A Survey of Semantic Reasoning Frameworks for Robotic Systems
Weiyu Liu,
Angel Daruna,
Kartik Ramachandruni**,
Maithili Patel**,
Sonia Chernova
Robotics and Autonomous Systems (RAS) 2023
Paper | Abstract
Robots are increasingly transitioning from specialized, single-task machines to general-purpose systems that operate in diverse and dynamic environments. To address the challenges associated with operation in real-world domains, robots must effectively generalize knowledge, learn, and be transparent in their decision making. This survey examines Semantic Reasoning techniques for robotic systems, which enable robots to encode and use semantic knowledge, including concepts, facts, ideas, and beliefs about the world. Continually perceiving, understanding, and generalizing semantic knowledge allows a robot to identify the meaningful patterns shared between problems and environments, and therefore more effectively perform a wide range of real-world tasks. We identify the three common components that make up a computational Semantic Reasoning Framework: knowledge sources, computational frameworks, and world representations.
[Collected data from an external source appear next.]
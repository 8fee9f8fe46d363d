//! # Meetingtime Core Library
//!
//! Calculates the meetings of recurring schedules: given a schedule (daily,
//! weekly, monthly, monthly by weekday or yearly, with a frequency and a first
//! meeting), find the next or previous meeting relative to any instant, for a
//! single schedule or for several schedules combined.
//!
//! ## Features
//!
//! - **Closed set of schedule kinds**: every kind is handled exhaustively
//! - **Ordinal weekdays**: "the 2nd Wednesday of every month" style schedules
//! - **Combined schedules**: [`slice::ScheduleSlice`] answers next/previous
//!   across many schedules at once
//! - **Timezone aware**: calendar arithmetic on the wall clock of an IANA zone
//! - **Pure queries**: schedules are immutable values, safe to share across threads
//!
//! ## Core Modules
//!
//! - [`models`]: Schedule kinds and the `Schedule` value
//! - [`recurrence`]: Occurrence sequence, next and previous meeting search
//! - [`slice`]: Combining several schedules into one
//! - [`weekday`]: Ordinal weekday calculation
//! - [`describe`]: English descriptions of schedules
//! - [`timezone`]: Wall-clock conversion and timezone validation
//! - [`error`]: Error types
//!
//! ## Example Usage
//!
//! ```rust
//! use chrono::{TimeZone, Utc};
//! use meetingtime_core::{models::Schedule, slice::ScheduleSlice};
//!
//! # fn main() -> Result<(), meetingtime_core::error::CoreError> {
//! // A meeting every other month on the 10th at 6pm
//! let schedule = Schedule::monthly(Utc.with_ymd_and_hms(2016, 1, 10, 18, 0, 0).unwrap(), 2)?;
//! let second = schedule.next(Utc.with_ymd_and_hms(2016, 1, 10, 18, 1, 0).unwrap())?;
//! assert_eq!(second, Utc.with_ymd_and_hms(2016, 3, 10, 18, 0, 0).unwrap());
//! assert_eq!(schedule.previous(second)?, schedule.first());
//!
//! // Meetings on the 1st and 3rd Monday of each month at 7pm
//! let mondays = ScheduleSlice::new(vec![
//!     Schedule::monthly_by_weekday(Utc.with_ymd_and_hms(2016, 9, 5, 19, 0, 0).unwrap()),
//!     Schedule::monthly_by_weekday(Utc.with_ymd_and_hms(2016, 9, 19, 19, 0, 0).unwrap()),
//! ]);
//! let first_in_october = mondays.next(Utc.with_ymd_and_hms(2016, 10, 1, 0, 0, 0).unwrap())?;
//! assert_eq!(first_in_october, Utc.with_ymd_and_hms(2016, 10, 3, 19, 0, 0).unwrap());
//! # Ok(())
//! # }
//! ```

pub mod describe;
pub mod error;
pub mod models;
pub mod recurrence;
pub mod slice;
pub mod timezone;
pub mod weekday;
We analyze the existing implementations and the key characteristics of these components, highlight the many interactions that occur between them, and examine their integration for solving robotic tasks related to five aspects of the world, including objects, spaces, agents, tasks, and actions. By analyzing the computational formulation and underlying mechanisms of existing methods, we provide a unified view of the wide range of semantic reasoning techniques and identify open areas for future research.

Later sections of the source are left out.